IPM Take
Europe’s anti-amyloid pathway is precision medicine in its most operational form. The label itself creates access gates: early symptomatic disease, confirmed amyloid pathology, ApoE status, infusion delivery, ARIA monitoring and MRI availability. The political issue is obvious. If only major memory centres can deliver that pathway safely, approval may widen the gap between patients who are biologically eligible and patients whose local system is actually ready.
Executive Summary
EMA lists both Leqembi, lecanemab, and Kisunla, donanemab, as authorised in the EU for adults with mild cognitive impairment or mild dementia due to Alzheimer’s disease, with confirmed amyloid pathology and only one or no ApoE4 copy. Both medicines require specialist supervision and MRI monitoring for amyloid-related imaging abnormalities, ARIA. Leqembi is given every two weeks, while Kisunla is given every four weeks and should not be used for more than 18 months.
Why it matters
- Regulators: Need to ensure that risk minimisation measures, controlled access and monitoring requirements are realistic in routine Alzheimer’s care.

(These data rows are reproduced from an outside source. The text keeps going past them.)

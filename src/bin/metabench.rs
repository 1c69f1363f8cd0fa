use clap::{Parser, Subcommand};
use metabench::config::{Suite, SuiteTarget};
use metabench::error::MetabenchError;
use metabench::invoker::{CompileCommand, ProcessInvoker, RetryPolicy};
use metabench::measure::{MeasureJob, MeasureOptions, StderrProgress, DEFAULT_FEATURE_FLAG};
use metabench::range::RangeSpec;
use metabench::schema::MetabenchReport;
use metabench::summary;
use std::fs;
use std::path::PathBuf;
use std::process::ExitCode;
use std::time::Duration;
use tracing_subscriber::EnvFilter;

#[derive(Subcommand, Debug)]
enum Command {
    /// Measure one target over an input range.
    Measure {
        /// Benchmark name used in progress output and the report.
        #[arg(long)]
        target: String,

        /// `start..stop[:step]` (inclusive), a comma-separated list of values,
        /// or a JSON array such as `[[1,2],[3]]`.
        #[arg(long)]
        range: RangeSpec,

        /// Jinja template; the current input is bound as `item`.
        #[arg(long, value_name = "FILE")]
        template: PathBuf,

        /// Generated source file the compile command builds.
        #[arg(long, value_name = "FILE")]
        source: PathBuf,

        /// Build output deleted before every compile.
        #[arg(long, value_name = "FILE")]
        artifact: PathBuf,

        /// Compile command line, run through the shell.
        #[arg(long, conflicts_with = "command_file", required_unless_present = "command_file")]
        command: Option<String>,

        /// File holding the compile command line.
        #[arg(long, value_name = "FILE")]
        command_file: Option<PathBuf>,

        #[arg(long, short = 'n', default_value_t = 3)]
        repetitions: usize,

        /// Untimed compiles before the first input.
        #[arg(long, default_value_t = 1)]
        warmup_runs: usize,

        /// Macro defined at the top of the total variant.
        #[arg(long, default_value = DEFAULT_FEATURE_FLAG)]
        feature_flag: String,

        #[command(flatten)]
        invoker: InvokerArgs,

        #[command(flatten)]
        retry: RetryArgs,
    },

    /// Measure every target of a TOML suite file.
    Suite {
        #[arg(value_name = "FILE")]
        path: PathBuf,

        #[command(flatten)]
        invoker: InvokerArgs,

        #[command(flatten)]
        retry: RetryArgs,
    },

    /// Print mean/min/max per point of a JSON report.
    Summarize {
        #[arg(value_name = "FILE")]
        report: PathBuf,
    },
}

#[derive(clap::Args, Debug)]
struct InvokerArgs {
    /// Working directory for the compile command.
    #[arg(long, value_name = "DIR")]
    workdir: Option<PathBuf>,
}

impl InvokerArgs {
    fn invoker(&self) -> ProcessInvoker {
        match &self.workdir {
            Some(dir) => ProcessInvoker::new().with_workdir(dir.clone()),
            None => ProcessInvoker::new(),
        }
    }
}

#[derive(clap::Args, Debug)]
struct RetryArgs {
    /// Retry a failed compile whose stderr contains this text (off by default).
    #[arg(long, value_name = "PATTERN")]
    retry_on: Option<String>,

    #[arg(long, default_value_t = 10, requires = "retry_on")]
    max_retries: u32,

    #[arg(long, default_value_t = 100, requires = "retry_on")]
    retry_delay_ms: u64,
}

impl RetryArgs {
    fn policy(&self) -> Option<RetryPolicy> {
        self.retry_on.as_ref().map(|pattern| RetryPolicy {
            stderr_pattern: pattern.clone(),
            max_retries: self.max_retries,
            delay: Duration::from_millis(self.retry_delay_ms),
        })
    }
}

#[derive(Parser, Debug)]
#[command(name = "metabench")]
#[command(about = "Compile-time scaling benchmark runner (JSON output)")]
struct Args {
    /// Where to write the JSON report. If omitted, prints to stdout.
    #[arg(long, global = true)]
    out: Option<PathBuf>,

    #[command(subcommand)]
    cmd: Command,
}

fn now_utc() -> String {
    use std::time::{SystemTime, UNIX_EPOCH};
    let secs = SystemTime::now()
        .duration_since(UNIX_EPOCH)
        .unwrap_or_default()
        .as_secs();
    format!("unix:{secs}")
}

fn git_sha_short() -> Option<String> {
    std::env::var("GIT_SHA")
        .ok()
        .or_else(|| std::env::var("GITHUB_SHA").ok())
        .map(|s| s.chars().take(12).collect())
}

fn init_tracing() {
    let filter =
        EnvFilter::try_from_default_env().unwrap_or_else(|_| EnvFilter::new("metabench=warn"));
    tracing_subscriber::fmt()
        .with_env_filter(filter)
        .with_writer(std::io::stderr)
        .init();
}

fn run(args: Args) -> Result<(), MetabenchError> {
    let (mut suite, invoker, retry) = match args.cmd {
        Command::Measure {
            target,
            range,
            template,
            source,
            artifact,
            command,
            command_file,
            repetitions,
            warmup_runs,
            feature_flag,
            invoker,
            retry,
        } => {
            // clap enforces exactly one of --command / --command-file.
            let command = match command_file {
                Some(file) => CompileCommand::from_file(&file)?,
                None => CompileCommand::Shell(command.unwrap_or_default()),
            };
            let options = MeasureOptions {
                repetitions,
                warmup_runs,
                feature_flag,
                retry: None,
            };
            let suite = Suite {
                path: PathBuf::from("<command line>"),
                defaults: options.clone(),
                targets: vec![SuiteTarget {
                    job: MeasureJob {
                        target,
                        range: range.materialize()?,
                        template,
                        source_path: source,
                        artifact_path: artifact,
                        command,
                    },
                    options,
                }],
            };
            (suite, invoker, retry)
        }
        Command::Suite {
            path,
            invoker,
            retry,
        } => (Suite::load(&path)?, invoker, retry),
        Command::Summarize { report } => {
            let text = fs::read_to_string(&report)?;
            let parsed: MetabenchReport = serde_json::from_str(&text)?;
            for result in &parsed.results {
                println!("{}", summary::render_table(result));
            }
            return Ok(());
        }
    };

    suite.set_retry(retry.policy());
    let results = suite.run(invoker.invoker(), StderrProgress)?;
    let report = MetabenchReport {
        run: suite.run_meta(now_utc(), git_sha_short()),
        results,
    };

    let json = serde_json::to_string_pretty(&report)?;
    if let Some(out) = args.out {
        fs::write(out, json)?;
    } else {
        println!("{json}");
    }

    Ok(())
}

fn main() -> ExitCode {
    init_tracing();
    let args = Args::parse();

    match run(args) {
        Ok(()) => ExitCode::SUCCESS,
        Err(e) => {
            eprintln!("{e}");
            e.exit_code()
        }
    }
}
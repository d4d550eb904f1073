//! Evaluation errors.

use thiserror::Error;

/// Errors raised while building token sets or reading numeric input.
#[derive(Debug, Clone, PartialEq, Eq, Error)]
pub enum EvalError {
    #[error("invalid token set: {0}")]
    InvalidTokenSet(String),

    #[error("number out of range: {0}")]
    Overflow(String),

    #[error("invalid number: {0:?}")]
    InvalidNumber(String),
}
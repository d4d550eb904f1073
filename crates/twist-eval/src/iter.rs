//! Lazy evaluation over sequences and ranges.
//!
//! Both iterators are single-pass and keep constant state, so ranges of
//! billions of numbers can be consumed a prefix at a time. Cloning an
//! iterator forks it from its current position.

use crate::TokenSet;
use crate::eval::evaluate;
use std::iter::FusedIterator;

/// Results for an arbitrary sequence of numbers, in input order.
#[derive(Debug, Clone)]
pub struct Sequence<'a, I> {
    tokens: &'a TokenSet,
    numbers: I,
}

impl<'a, I> Sequence<'a, I> {
    pub(crate) fn new(tokens: &'a TokenSet, numbers: I) -> Self {
        Self { tokens, numbers }
    }
}

impl<I: Iterator<Item = i64>> Iterator for Sequence<'_, I> {
    type Item = String;

    fn next(&mut self) -> Option<String> {
        self.numbers.next().map(|n| evaluate(self.tokens, n))
    }

    fn size_hint(&self) -> (usize, Option<usize>) {
        self.numbers.size_hint()
    }
}

impl<I: DoubleEndedIterator<Item = i64>> DoubleEndedIterator for Sequence<'_, I> {
    fn next_back(&mut self) -> Option<String> {
        self.numbers.next_back().map(|n| evaluate(self.tokens, n))
    }
}

impl<I: ExactSizeIterator<Item = i64>> ExactSizeIterator for Sequence<'_, I> {}

impl<I: FusedIterator<Item = i64>> FusedIterator for Sequence<'_, I> {}

/// Results for an inclusive range, ascending or descending.
///
/// `front` and `back` are the next numbers to yield from either end; the
/// range is exhausted once they have crossed, tracked by `done` so the
/// iterator never steps past `i64::MIN` or `i64::MAX`.
#[derive(Debug, Clone)]
pub struct RangeEval<'a> {
    tokens: &'a TokenSet,
    front: i64,
    back: i64,
    ascending: bool,
    done: bool,
}

impl<'a> RangeEval<'a> {
    pub(crate) fn new(tokens: &'a TokenSet, start: i64, end: i64) -> Self {
        Self {
            tokens,
            front: start,
            back: end,
            ascending: start <= end,
            done: false,
        }
    }

    /// Numbers left to yield. The full `i64` span holds 2^64 of them, one
    /// more than `u64` can count.
    pub fn remaining(&self) -> u128 {
        if self.done {
            0
        } else {
            u128::from(self.front.abs_diff(self.back)) + 1
        }
    }

    fn step_toward_end(&self, n: i64) -> i64 {
        if self.ascending { n + 1 } else { n - 1 }
    }

    fn step_toward_start(&self, n: i64) -> i64 {
        if self.ascending { n - 1 } else { n + 1 }
    }
}

impl Iterator for RangeEval<'_> {
    type Item = String;

    fn next(&mut self) -> Option<String> {
        if self.done {
            return None;
        }
        let n = self.front;
        if self.front == self.back {
            self.done = true;
        } else {
            self.front = self.step_toward_end(n);
        }
        Some(evaluate(self.tokens, n))
    }

    fn size_hint(&self) -> (usize, Option<usize>) {
        match usize::try_from(self.remaining()) {
            Ok(len) => (len, Some(len)),
            Err(_) => (usize::MAX, None),
        }
    }
}

impl DoubleEndedIterator for RangeEval<'_> {
    fn next_back(&mut self) -> Option<String> {
        if self.done {
            return None;
        }
        let n = self.back;
        if self.front == self.back {
            self.done = true;
        } else {
            self.back = self.step_toward_start(n);
        }
        Some(evaluate(self.tokens, n))
    }
}

impl FusedIterator for RangeEval<'_> {}
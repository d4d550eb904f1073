//! The `twist demo` command.
//!
//! Walks through the built-in showcase problems.

use super::fetch::fetch_evaluator;
use crate::output::{self, Format};
use twist_eval::{Evaluator, TokenSet};

/// Only this many results of the two-billion range are printed.
const LARGE_RANGE_PREVIEW: usize = 20;

pub fn run(fetch: bool) -> Result<(), String> {
    let out = Format::new(false);
    let default = Evaluator::default();

    output::heading("Large range (first 20 of 1..=2,000,000,000):");
    out.results(default.evaluate_range(1, 2_000_000_000).take(LARGE_RANGE_PREVIEW))?;

    output::heading("\nNon-sequential numbers:");
    out.results(default.evaluate_sequence([-5, 6, 300, 12, 15]))?;

    output::heading("\nCustom tokens (7=Poem, 17=Writer, 3=College):");
    let poets = tokens([(7, "Poem"), (17, "Writer"), (3, "College")])?;
    out.results(poets.evaluate_sequence([119, 51, 21, 357]))?;

    output::heading("\nAlternative problem (5=Fizz, 9=Buzz, 27=Bar over -20..=127):");
    let alternative = tokens([(5, "Fizz"), (9, "Buzz"), (27, "Bar")])?;
    out.results(alternative.evaluate_range(-20, 127))?;

    if fetch {
        output::heading("\nToken from the word service (1..=100):");
        let external = fetch_evaluator()?;
        out.results(external.evaluate_range(1, 100))?;
    }

    Ok(())
}

fn tokens<const N: usize>(entries: [(i64, &str); N]) -> Result<Evaluator, String> {
    TokenSet::new(entries).map(Evaluator::new).map_err(|e| e.to_string())
}
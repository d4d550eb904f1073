//! Token sets and where they come from.

use crate::{EvalError, parse_number};
use serde::{Deserialize, Serialize};
use std::fmt;
use std::sync::LazyLock;

/// The classic rules: 3 → "Fizz", 5 → "Buzz".
static DEFAULT_TOKENS: LazyLock<TokenSet> = LazyLock::new(|| TokenSet {
    tokens: vec![Token::new(3, "Fizz"), Token::new(5, "Buzz")],
});

/// A single divisor/word rule.
#[derive(Debug, Clone, PartialEq, Eq, Hash)]
pub struct Token {
    pub divisor: i64,
    pub word: String,
}

impl Token {
    fn new(divisor: i64, word: impl Into<String>) -> Self {
        Self {
            divisor,
            word: word.into(),
        }
    }

    /// Whether `number` is a multiple of this token's divisor.
    pub fn matches(&self, number: i64) -> bool {
        // wrapping_rem keeps i64::MIN % -1 from panicking; the remainder is 0 there.
        number.wrapping_rem(self.divisor) == 0
    }
}

impl fmt::Display for Token {
    fn fmt(&self, f: &mut fmt::Formatter<'_>) -> fmt::Result {
        write!(f, "{}={}", self.divisor, self.word)
    }
}

/// An ordered collection of tokens.
///
/// Order is the order the caller supplied and decides how words are
/// concatenated when several divisors match. Divisors are unique and never
/// zero.
#[derive(Debug, Clone, PartialEq, Eq, Default)]
pub struct TokenSet {
    tokens: Vec<Token>,
}

impl TokenSet {
    /// Build a token set, keeping the given order.
    pub fn new<I, W>(entries: I) -> Result<Self, EvalError>
    where
        I: IntoIterator<Item = (i64, W)>,
        W: Into<String>,
    {
        let mut tokens: Vec<Token> = Vec::new();
        for (divisor, word) in entries {
            if divisor == 0 {
                return Err(EvalError::InvalidTokenSet(
                    "divisor 0 cannot divide any number".to_string(),
                ));
            }
            if tokens.iter().any(|t| t.divisor == divisor) {
                return Err(EvalError::InvalidTokenSet(format!(
                    "divisor {divisor} is defined more than once"
                )));
            }
            tokens.push(Token::new(divisor, word));
        }

        tracing::debug!(count = tokens.len(), "built token set");
        Ok(Self { tokens })
    }

    /// The shared default set, {3 → "Fizz", 5 → "Buzz"}.
    pub fn default_set() -> &'static TokenSet {
        &DEFAULT_TOKENS
    }

    /// Parse a `DIVISOR=WORD` entry, e.g. `7=Foo`.
    pub fn parse_entry(text: &str) -> Result<(i64, String), EvalError> {
        let (divisor, word) = text.split_once('=').ok_or_else(|| {
            EvalError::InvalidTokenSet(format!("expected DIVISOR=WORD, got {text:?}"))
        })?;
        Ok((parse_number(divisor)?, word.to_string()))
    }

    /// Build a token set from `DIVISOR=WORD` entries.
    pub fn parse_entries<S: AsRef<str>>(entries: &[S]) -> Result<Self, EvalError> {
        let parsed = entries
            .iter()
            .map(|e| Self::parse_entry(e.as_ref()))
            .collect::<Result<Vec<_>, _>>()?;
        Self::new(parsed)
    }

    pub fn iter(&self) -> std::slice::Iter<'_, Token> {
        self.tokens.iter()
    }

    pub fn len(&self) -> usize {
        self.tokens.len()
    }

    pub fn is_empty(&self) -> bool {
        self.tokens.is_empty()
    }
}

impl<'a> IntoIterator for &'a TokenSet {
    type Item = &'a Token;
    type IntoIter = std::slice::Iter<'a, Token>;

    fn into_iter(self) -> Self::IntoIter {
        self.tokens.iter()
    }
}

/// A token received from an outside service.
#[derive(Debug, Clone, PartialEq, Eq, Serialize, Deserialize)]
pub struct ExternalToken {
    #[serde(alias = "Number")]
    pub number: i64,
    #[serde(alias = "Word")]
    pub word: String,
}

impl ExternalToken {
    pub fn new(number: i64, word: impl Into<String>) -> Self {
        Self {
            number,
            word: word.into(),
        }
    }

    /// The one-entry token set this token stands for.
    pub fn tokens(&self) -> Result<TokenSet, EvalError> {
        TokenSet::new([(self.number, self.word.clone())])
    }
}

/// Which token set an evaluation uses.
///
/// A supplied set always replaces the defaults; the two are never merged.
#[derive(Debug, Clone, PartialEq, Eq, Default)]
pub enum TokenSource {
    /// The built-in {3 → "Fizz", 5 → "Buzz"} rules.
    #[default]
    Default,
    /// A caller-supplied set, including one built from an external token.
    Custom(TokenSet),
}

impl TokenSource {
    pub fn tokens(&self) -> &TokenSet {
        match self {
            TokenSource::Default => TokenSet::default_set(),
            TokenSource::Custom(set) => set,
        }
    }
}

impl From<TokenSet> for TokenSource {
    fn from(set: TokenSet) -> Self {
        TokenSource::Custom(set)
    }
}

impl TryFrom<ExternalToken> for TokenSource {
    type Error = EvalError;

    fn try_from(token: ExternalToken) -> Result<Self, Self::Error> {
        token.tokens().map(TokenSource::Custom)
    }
}
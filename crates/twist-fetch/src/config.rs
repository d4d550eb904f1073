//! Fetcher configuration.

use crate::FetchError;
use std::time::Duration;

/// Default word service.
pub const DEFAULT_BASE_URL: &str = "https://pie-healthy-swift.glitch.me";

/// Endpoint returning one token.
pub const DEFAULT_PATH: &str = "/word";

/// The word service answers 403 to non-browser agents.
pub const BROWSER_USER_AGENT: &str = concat!(
    "Mozilla/5.0 (Windows NT 10.0; Win64; x64) ",
    "AppleWebKit/537.36 (KHTML, like Gecko) Chrome/132.0.0.0 Safari/537.36"
);

/// Default timeout for HTTP requests.
pub const DEFAULT_TIMEOUT: Duration = Duration::from_secs(30);

/// Where and how to fetch an external token.
#[derive(Debug, Clone, PartialEq, Eq)]
pub struct FetchConfig {
    /// Scheme and host of the word service.
    pub base_url: String,
    /// Request path, joined to `base_url`.
    pub path: String,
    /// `User-Agent` header sent with the request.
    pub user_agent: String,
    /// Whole-request timeout.
    pub timeout: Duration,
    /// Honour `HTTP_PROXY`/`HTTPS_PROXY` from the environment.
    pub env_proxy: bool,
}

impl Default for FetchConfig {
    fn default() -> Self {
        Self {
            base_url: DEFAULT_BASE_URL.to_string(),
            path: DEFAULT_PATH.to_string(),
            user_agent: BROWSER_USER_AGENT.to_string(),
            timeout: DEFAULT_TIMEOUT,
            env_proxy: true,
        }
    }
}

impl FetchConfig {
    /// Create a new configuration with default settings.
    pub fn new() -> Self {
        Self::default()
    }

    /// Defaults overridden by `TWIST_API_URL`, `TWIST_API_PATH`,
    /// `TWIST_USER_AGENT` and `TWIST_TIMEOUT_SECS`.
    pub fn from_env() -> Result<Self, FetchError> {
        Self::from_lookup(|key| std::env::var(key).ok())
    }

    fn from_lookup<F>(lookup: F) -> Result<Self, FetchError>
    where
        F: Fn(&str) -> Option<String>,
    {
        let mut config = Self::default();
        if let Some(url) = lookup("TWIST_API_URL") {
            config = config.base_url(url);
        }
        if let Some(path) = lookup("TWIST_API_PATH") {
            config = config.path(path);
        }
        if let Some(agent) = lookup("TWIST_USER_AGENT") {
            config = config.user_agent(agent);
        }
        if let Some(secs) = lookup("TWIST_TIMEOUT_SECS") {
            let secs: u64 = secs.trim().parse().map_err(|_| {
                FetchError::Config(format!(
                    "TWIST_TIMEOUT_SECS must be a whole number of seconds, got {secs:?}"
                ))
            })?;
            config = config.timeout(Duration::from_secs(secs));
        }
        Ok(config)
    }

    /// Set the service base URL.
    pub fn base_url(mut self, url: impl Into<String>) -> Self {
        self.base_url = url.into();
        self
    }

    /// Set the request path.
    pub fn path(mut self, path: impl Into<String>) -> Self {
        self.path = path.into();
        self
    }

    /// Set the user agent.
    pub fn user_agent(mut self, agent: impl Into<String>) -> Self {
        self.user_agent = agent.into();
        self
    }

    /// Set the request timeout.
    pub fn timeout(mut self, timeout: Duration) -> Self {
        self.timeout = timeout;
        self
    }

    /// Enable or disable proxies taken from the environment.
    pub fn env_proxy(mut self, enabled: bool) -> Self {
        self.env_proxy = enabled;
        self
    }

    /// The full request URL.
    pub fn url(&self) -> String {
        let base = self.base_url.trim_end_matches('/');
        let path = self.path.trim_start_matches('/');
        format!("{base}/{path}")
    }
}

#[cfg(test)]
mod tests {
    use super::*;
    use std::collections::HashMap;

    #[test]
    fn test_default_config() {
        let config = FetchConfig::default();
        assert_eq!(config.url(), "https://pie-healthy-swift.glitch.me/word");
        assert!(config.user_agent.starts_with("Mozilla/5.0"));
        assert_eq!(config.timeout, DEFAULT_TIMEOUT);
    }

    #[test]
    fn test_url_joining() {
        let config = FetchConfig::new().base_url("http://localhost:8080/").path("token");
        assert_eq!(config.url(), "http://localhost:8080/token");
    }

    #[test]
    fn test_env_overrides() {
        let vars: HashMap<&str, &str> = [
            ("TWIST_API_URL", "http://127.0.0.1:9000"),
            ("TWIST_TIMEOUT_SECS", " 5 "),
        ]
        .into_iter()
        .collect();

        let config = FetchConfig::from_lookup(|k| vars.get(k).map(|v| v.to_string())).unwrap();
        assert_eq!(config.url(), "http://127.0.0.1:9000/word");
        assert_eq!(config.timeout, Duration::from_secs(5));
        assert_eq!(config.user_agent, BROWSER_USER_AGENT);
    }

    #[test]
    fn test_user_agent_override() {
        let config = FetchConfig::from_lookup(|k| {
            (k == "TWIST_USER_AGENT").then(|| "twist-test/1.0".to_string())
        })
        .unwrap();
        assert_eq!(config, FetchConfig::new().user_agent("twist-test/1.0"));
    }

    #[test]
    fn test_bad_timeout() {
        let result =
            FetchConfig::from_lookup(|k| (k == "TWIST_TIMEOUT_SECS").then(|| "soon".to_string()));
        assert!(matches!(result, Err(FetchError::Config(_))));
    }
}
//! The `twist number`, `numbers`, `range` and `standard` commands.

use super::evaluator;
use crate::TokenArgs;
use crate::output::Format;
use twist_eval::Evaluator;

pub fn number(number: i64, tokens: &TokenArgs, out: Format) -> Result<(), String> {
    let eval = evaluator(tokens)?;
    out.results(std::iter::once(eval.evaluate_number(number)))
}

pub fn numbers(numbers: Vec<i64>, tokens: &TokenArgs, out: Format) -> Result<(), String> {
    let eval = evaluator(tokens)?;
    out.results(eval.evaluate_sequence(numbers))
}

pub fn range(
    start: i64,
    end: i64,
    limit: Option<u64>,
    tokens: &TokenArgs,
    out: Format,
) -> Result<(), String> {
    let eval = evaluator(tokens)?;
    let results = eval.evaluate_range(start, end);
    match limit {
        Some(limit) => out.results(results.take(usize::try_from(limit).unwrap_or(usize::MAX))),
        None => out.results(results),
    }
}

pub fn standard(number: i64, out: Format) -> Result<(), String> {
    out.results(Evaluator::default().evaluate_standard(number))
}
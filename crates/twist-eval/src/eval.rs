//! Number evaluation.

use crate::iter::{RangeEval, Sequence};
use crate::{EvalError, ExternalToken, TokenSet, TokenSource};

/// Evaluate one number against a token set.
pub(crate) fn evaluate(tokens: &TokenSet, number: i64) -> String {
    let mut result = String::new();
    let mut matched = false;

    for token in tokens {
        if token.matches(number) {
            result.push_str(&token.word);
            matched = true;
        }
    }

    if matched { result } else { number.to_string() }
}

/// Evaluates numbers, sequences and ranges against one token source.
///
/// The evaluator holds no mutable state; every call is independent and
/// sequence/range results are produced lazily.
#[derive(Debug, Clone, Default)]
pub struct Evaluator {
    source: TokenSource,
}

impl Evaluator {
    /// Create an evaluator for the given token source.
    pub fn new(source: impl Into<TokenSource>) -> Self {
        Self {
            source: source.into(),
        }
    }

    /// Create an evaluator that uses a single external token.
    pub fn from_external(token: ExternalToken) -> Result<Self, EvalError> {
        Ok(Self::new(TokenSource::try_from(token)?))
    }

    pub fn tokens(&self) -> &TokenSet {
        self.source.tokens()
    }

    /// Evaluate a single number.
    ///
    /// Returns the words of every matching divisor in token-set order, or
    /// the decimal form of `number` when none match.
    pub fn evaluate_number(&self, number: i64) -> String {
        evaluate(self.tokens(), number)
    }

    /// Evaluate each number of `numbers`, in order.
    pub fn evaluate_sequence<I>(&self, numbers: I) -> Sequence<'_, I::IntoIter>
    where
        I: IntoIterator<Item = i64>,
    {
        Sequence::new(self.tokens(), numbers.into_iter())
    }

    /// Evaluate every number from `start` to `end` inclusive.
    ///
    /// Counts down when `start > end`.
    pub fn evaluate_range(&self, start: i64, end: i64) -> RangeEval<'_> {
        RangeEval::new(self.tokens(), start, end)
    }

    /// The classic problem: every number from 1 to `number` inclusive.
    ///
    /// A non-positive `number` counts down through zero.
    pub fn evaluate_standard(&self, number: i64) -> RangeEval<'_> {
        self.evaluate_range(1, number)
    }
}

#[cfg(test)]
mod tests {
    use super::*;

    fn custom(entries: &[(i64, &str)]) -> Evaluator {
        Evaluator::new(TokenSet::new(entries.iter().copied()).unwrap())
    }

    #[test]
    fn test_default_tokens() {
        let eval = Evaluator::default();
        assert_eq!(eval.evaluate_number(15), "FizzBuzz");
        assert_eq!(eval.evaluate_number(9), "Fizz");
        assert_eq!(eval.evaluate_number(10), "Buzz");
        assert_eq!(eval.evaluate_number(7), "7");
        assert_eq!(eval.evaluate_number(0), "FizzBuzz");
    }

    #[test]
    fn test_large_numbers() {
        let eval = Evaluator::default();
        assert_eq!(eval.evaluate_number(2_000_000_000), "Buzz");
        assert_eq!(eval.evaluate_number(3_000_000_000), "FizzBuzz");
        assert_eq!(eval.evaluate_number(9_999_999_999), "Fizz");
        assert_eq!(eval.evaluate_number(4_000_123_124), "4000123124");
    }

    #[test]
    fn test_negative_numbers() {
        let eval = custom(&[(7, "Foo"), (2, "Bar")]);
        assert_eq!(eval.evaluate_number(-7), "Foo");
        assert_eq!(eval.evaluate_number(-5), "-5");
        assert_eq!(eval.evaluate_number(-14), "FooBar");
        assert_eq!(eval.evaluate_number(-4_000_123_124), "Bar");
    }

    #[test]
    fn test_same_word_twice() {
        let eval = custom(&[(2, "Ho"), (3, "Ho")]);
        assert_eq!(eval.evaluate_number(6), "HoHo");
    }

    #[test]
    fn test_empty_word_still_matches() {
        let eval = custom(&[(2, "")]);
        assert_eq!(eval.evaluate_number(4), "");
        assert_eq!(eval.evaluate_number(5), "5");
    }

    #[test]
    fn test_empty_token_set() {
        let eval = custom(&[]);
        assert_eq!(eval.evaluate_number(15), "15");
        assert_eq!(eval.evaluate_number(-3), "-3");
    }

    #[test]
    fn test_negative_divisor() {
        let eval = Evaluator::from_external(ExternalToken::new(-3, "Fizz")).unwrap();
        let results: Vec<_> = eval.evaluate_range(1, 5).collect();
        assert_eq!(results, ["1", "2", "Fizz", "4", "5"]);
    }

    #[test]
    fn test_extremes_do_not_panic() {
        let eval = custom(&[(-1, "One"), (2, "Two")]);
        assert_eq!(eval.evaluate_number(i64::MIN), "OneTwo");
        assert_eq!(eval.evaluate_number(i64::MAX), "One");
    }

    #[test]
    fn test_standard_problem() {
        let eval = Evaluator::default();
        let up: Vec<_> = eval.evaluate_standard(5).collect();
        assert_eq!(up, ["1", "2", "Fizz", "4", "Buzz"]);

        let down: Vec<_> = eval.evaluate_standard(-5).collect();
        assert_eq!(down, ["1", "FizzBuzz", "-1", "-2", "Fizz", "-4", "Buzz"]);

        let zero: Vec<_> = eval.evaluate_standard(0).collect();
        assert_eq!(zero, ["1", "FizzBuzz"]);
    }
}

- HTA bodies / payers: Must assess not only drug value, but also the cost and feasibility of amyloid confirmation, ApoE testing, infusion delivery and repeated MRI monitoring.
- Hospitals / providers: Need memory services, imaging capacity, infusion teams and trained multidisciplinary staff before approval can translate into safe access.
Before anti-amyloid therapies, Alzheimer’s care was largely built around diagnosis, symptomatic treatment, care planning and support. The arrival of disease-modifying therapies changes the access pathway, but not in a simple way.
What has changed is that treatment eligibility now depends on a chain of requirements. Patients need early symptomatic disease, confirmed amyloid pathology and ApoE status. They also need infusion services, specialist supervision and repeated MRI capacity to monitor ARIA, a known risk involving swelling or bleeding in the brain.
The eligible group is therefore narrow, and the system burden is high. These medicines are not general dementia treatments, nor are they suitable for all people with Alzheimer’s disease. They are intended for patients at an early symptomatic stage who meet biological and genetic criteria and can be monitored safely.
For IPM, the message is direct: Alzheimer’s innovation will not be judged only by regulatory approval or HTA decisions. It will be judged by whether health systems can build safe, timely and equitable diagnostic and monitoring pathways for the patients most likely to benefit.